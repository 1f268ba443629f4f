//! Line Timestamp Parsing
//!
//! Recognizes the two leading timestamp encodings found in task logs and
//! resource files:
//!
//! - `YYYY-MM-DD HH:MM:SS` in the first 19 characters
//! - Unix epoch seconds as a leading run of 9 or more digits

use chrono::{Datelike, Local, NaiveDateTime, TimeZone};
use once_cell::sync::Lazy;
use regex::Regex;

/// Wall-clock timestamp without zone; epoch values are converted to local time.
pub type Timestamp = NaiveDateTime;

/// Format shared by log headers, resource lines and CSV output.
pub const TIME_FORMAT: &str = "%Y-%m-%d %H:%M:%S";

/// Years a converted epoch value may fall in.
const EPOCH_YEAR_RANGE: std::ops::RangeInclusive<i32> = 1..=9999;

/// Character length of a `TIME_FORMAT` timestamp.
const DATETIME_LEN: usize = 19;

static EPOCH_PREFIX: Lazy<Regex> =
    Lazy::new(|| Regex::new(r"^(?P<sec>[0-9]{9,})(\.[0-9]+)?").expect("valid epoch regex"));

/// Parses a leading timestamp from a line.
///
/// Returns `None` for empty lines and anything that matches neither
/// encoding. The fractional part of an epoch value is ignored.
///
/// # Example
///
/// ```
/// use remora_correlate::parsing::timestamp::{format_timestamp, parse_line_timestamp};
///
/// let ts = parse_line_timestamp("2024-01-01 12:00:00 5 10.5").unwrap();
/// assert_eq!(format_timestamp(&ts), "2024-01-01 12:00:00");
/// assert!(parse_line_timestamp("garbage").is_none());
/// ```
pub fn parse_line_timestamp(line: &str) -> Option<Timestamp> {
    let line = line.trim();
    if line.is_empty() {
        return None;
    }

    if let Some(ts) = parse_datetime_prefix(line) {
        return Some(ts);
    }

    let caps = EPOCH_PREFIX.captures(line)?;
    let seconds: i64 = caps["sec"].parse().ok()?;
    epoch_to_local(seconds)
}

/// Parses a `YYYY-MM-DD HH:MM:SS` date-time occupying exactly the input.
pub fn parse_datetime(text: &str) -> Option<Timestamp> {
    NaiveDateTime::parse_from_str(text, TIME_FORMAT).ok()
}

/// Formats a timestamp as `YYYY-MM-DD HH:MM:SS`.
pub fn format_timestamp(ts: &Timestamp) -> String {
    ts.format(TIME_FORMAT).to_string()
}

fn parse_datetime_prefix(line: &str) -> Option<Timestamp> {
    let mut chars = line.char_indices();
    let shape_ok = chars.clone().nth(4).map(|(_, c)| c) == Some('-')
        && chars.clone().nth(7).map(|(_, c)| c) == Some('-');
    if !shape_ok {
        return None;
    }

    // Byte offset just past the 19th character
    let end = match chars.nth(DATETIME_LEN) {
        Some((offset, _)) => offset,
        None if line.chars().count() == DATETIME_LEN => line.len(),
        None => return None,
    };

    parse_datetime(&line[..end])
}

fn epoch_to_local(seconds: i64) -> Option<Timestamp> {
    Local
        .timestamp_opt(seconds, 0)
        .single()
        .map(|dt| dt.naive_local())
        .filter(|dt| EPOCH_YEAR_RANGE.contains(&dt.year()))
}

•••

| Aim of the exercise |
Each line above should appear again, reproduced exactly.

| Your response |
repository 1f268ba443629f4f
//! Line Timestamp Parsing
//!
//! Recognizes the two leading timestamp encodings found in task logs and
//! resource files:
//!
//! - `YYYY-MM-DD HH:MM:SS` in the first 19 characters
//! - Unix epoch seconds as a leading run of 9 or more digits

use chrono::{Datelike, Local, NaiveDateTime, TimeZone};
use once_cell::sync::Lazy;
use regex::Regex;

/// Wall-clock timestamp without zone; epoch values are converted to local time.
pub type Timestamp = NaiveDateTime;

/// Format shared by log headers, resource lines and CSV output.
pub const TIME_FORMAT: &str = "%Y-%m-%d %H:%M:%S";

/// Years a converted epoch value may fall in.
const EPOCH_YEAR_RANGE: std::ops::RangeInclusive<i32> = 1..=9999;

/// Character length of a `TIME_FORMAT` timestamp.
const DATETIME_LEN: usize = 19;

static EPOCH_PREFIX: Lazy<Regex> =
    Lazy::new(|| Regex::new(r"^(?P<sec>[0-9]{9,})(\.[0-9]+)?").expect("valid epoch regex"));

/// Parses a leading timestamp from a line.
///
/// Returns `None` for empty lines and anything that matches neither
/// encoding. The fractional part of an epoch value is ignored.
///
/// # Example
///
/// ```
/// use remora_correlate::parsing::timestamp::{format_timestamp, parse_line_timestamp};
///
/// let ts = parse_line_timestamp("2024-01-01 12:00:00 5 10.5").unwrap();
/// assert_eq!(format_timestamp(&ts), "2024-01-01 12:00:00");
/// assert!(parse_line_timestamp("garbage").is_none());
/// ```
pub fn parse_line_timestamp(line: &str) -> Option<Timestamp> {
    let line = line.trim();
    if line.is_empty() {
        return None;
    }

    if let Some(ts) = parse_datetime_prefix(line) {
        return Some(ts);
    }

    let caps = EPOCH_PREFIX.captures(line)?;
    let seconds: i64 = caps["sec"].parse().ok()?;
    epoch_to_local(seconds)
}

/// Parses a `YYYY-MM-DD HH:MM:SS` date-time occupying exactly the input.
pub fn parse_datetime(text: &str) -> Option<Timestamp> {
    NaiveDateTime::parse_from_str(text, TIME_FORMAT).ok()
}

/// Formats a timestamp as `YYYY-MM-DD HH:MM:SS`.
pub fn format_timestamp(ts: &Timestamp) -> String {
    ts.format(TIME_FORMAT).to_string()
}

fn parse_datetime_prefix(line: &str) -> Option<Timestamp> {
    let mut chars = line.char_indices();
    let shape_ok = chars.clone().nth(4).map(|(_, c)| c) == Some('-')
        && chars.clone().nth(7).map(|(_, c)| c) == Some('-');
    if !shape_ok {
        return None;
    }

    // Byte offset just past the 19th character
    let end = match chars.nth(DATETIME_LEN) {
        Some((offset, _)) => offset,
        None if line.chars().count() == DATETIME_LEN => line.len(),
        None => return None,
    };

    parse_datetime(&line[..end])
}

fn epoch_to_local(seconds: i64) -> Option<Timestamp> {
    Local
        .timestamp_opt(seconds, 0)
        .single()
        .map(|dt| dt.naive_local())
        .filter(|dt| EPOCH_YEAR_RANGE.contains(&dt.year()))
}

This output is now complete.